Monitoring for errors¶
It is important to monitor Overwatch for errors and other issues. For the data transfer module, this
monitoring is provided by sentry
, which hooks into exceptions, logging, and other parts of the app to
automatically provide alerts and information when issues occur.
For successful monitoring, the environment must export the DSN
as export SENTRY_DSN_DATA_TRANSFER=<value>
.
The value will be some sort of unique URL. Note that this endpoint is just for Overwatch data transfer (called
overwatch-datatransfer
on sentry
). If it is not available, it will look for the general environment
variable SENTRY_DSN
.
Data transfer¶
Data must be moved from the ZMQ and DQM receivers to other Overwatch sites, as well as exported to EOS. All of
these transfers are handled by the data transfer module. It will transfer the data in a robust manner, retry
on failures, and then notifying the admin if the issues continue. For further information on configuration,
see the dataTransfer
module.
Data replay¶
In order to fully test the entire Overwatch processing and visualization chain, as well as test trending
values as they evolve, data must be replayed over some time as if it was actually being received from the
receivers. In order to fully simulate data this arrival, Overwatch provides a dataReplay
module.
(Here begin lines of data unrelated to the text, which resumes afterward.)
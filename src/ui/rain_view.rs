/// Matrix rain frame: every painted cell gets a fresh random glyph.

use crate::sim::rain::{Rain, RainCell};
use crate::ui::style::{self, BOLD, GREEN, WHITE};

pub const INTRO: &str = "ENTERING THE MATRIX...";
pub const HINT: &str = "Press Q to exit";
pub const OUTRO: &str = "Exiting the Matrix...";

pub fn compose(rain: &mut Rain) -> String {
    let (cols, rows) = (rain.cols(), rain.rows());
    let mut frame = String::with_capacity(cols * rows * 4);
    for row in 0..rows {
        if row > 0 {
            frame.push_str("\r\n");
        }
        for col in 0..cols {
            match rain.cell(col, row) {
                RainCell::Blank => frame.push(' '),
                RainCell::Head => {
                    let g = rain.glyph();
                    style::paint(&mut frame, &[BOLD, WHITE], g);
                }
                RainCell::Trail => {
                    let g = rain.glyph();
                    style::paint(&mut frame, &[GREEN], g);
                }
            }
        }
    }
    frame
}

/// Centered two-line intro shown before the rain starts.
pub fn intro(cols: u16, rows: u16) -> String {
    let mut out = String::new();
    let top = (rows / 2).saturating_sub(1);
    for _ in 0..top {
        out.push_str("\r\n");
    }
    out.push_str(&centered(&style::painted(&[BOLD, GREEN], INTRO), INTRO.len(), cols));
    out.push_str("\r\n");
    out.push_str(&centered(&style::painted(&[GREEN], HINT), HINT.len(), cols));
    out
}

fn centered(text: &str, visible_len: usize, cols: u16) -> String {
    let pad = (cols as usize).saturating_sub(visible_len) / 2;
    format!("{}{}", " ".repeat(pad), text)
}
This module
will take an existing run directory, and replay all of the files within one by one.
This module can be configured via a number of parameters:
dataReplayTimeToSleep
: Time to sleep between each replay execution.dataReplaySourceDirectory
: Select which Run directory will be replayed. This must be the path to the full run directory. For example, it may be “data/Run123456”. “Run” must be in the directory name. It is null be default because we don’t want to unexpected begin replaying, which could lead to data loss.dataReplayDestinationDirectory
: Where the data should be replayed to. Usually, this is just the data folder, because Overwatch will then process the files from there.dataReplayTempStorageDirectory
: Location where directories and files are temporarily stored when replaying a run.dataReplayMaxFilesPerReplay
: Maximum number of files to move per replay.nMaxFiles
defaults to one, which will ensure that files are transferred one by one, which is the desired behavior if one wants to test the evolution of dataset. Such an approach is the best possible simulation of actually receiving data.
This module can also be utilized to generically transform processed Overwatch data to appear as if it hasn’t
been processed yet by moving and renaming the underlying ROOT
files. This is particularly useful if one
wants to transfer processed data via the dataTransfer
module. Simply set the replay destination directory as
the data transfer input directory, and the data will be transferred as if it was just received from the HLT.
Common Issues¶
When replaying data, if you receive an error similar to:
File "/overwatch/overwatch/base/replay.py", line 86, in availableFiles
name = convertProcessedOverwatchNameToUnprocessed(dirPrefix = root, name = name)
File "/overwatch/overwatch/base/replay.py", line 45, in convertProcessedOverwatchNameToUnprocessed
runNumber = int(prefixAndRunDir[runDirLocation:])
ValueError: invalid literal for int() with base 10: 'ta/tempReplayData/testDirectory/input'
you should closely check your directory structure. This is likely caused by a root file being located outside
of the standard Overwatch directory structure. For example, a root file in Run123/.
will cause this issue.
Moving the root files to the proper location should resolve the issue.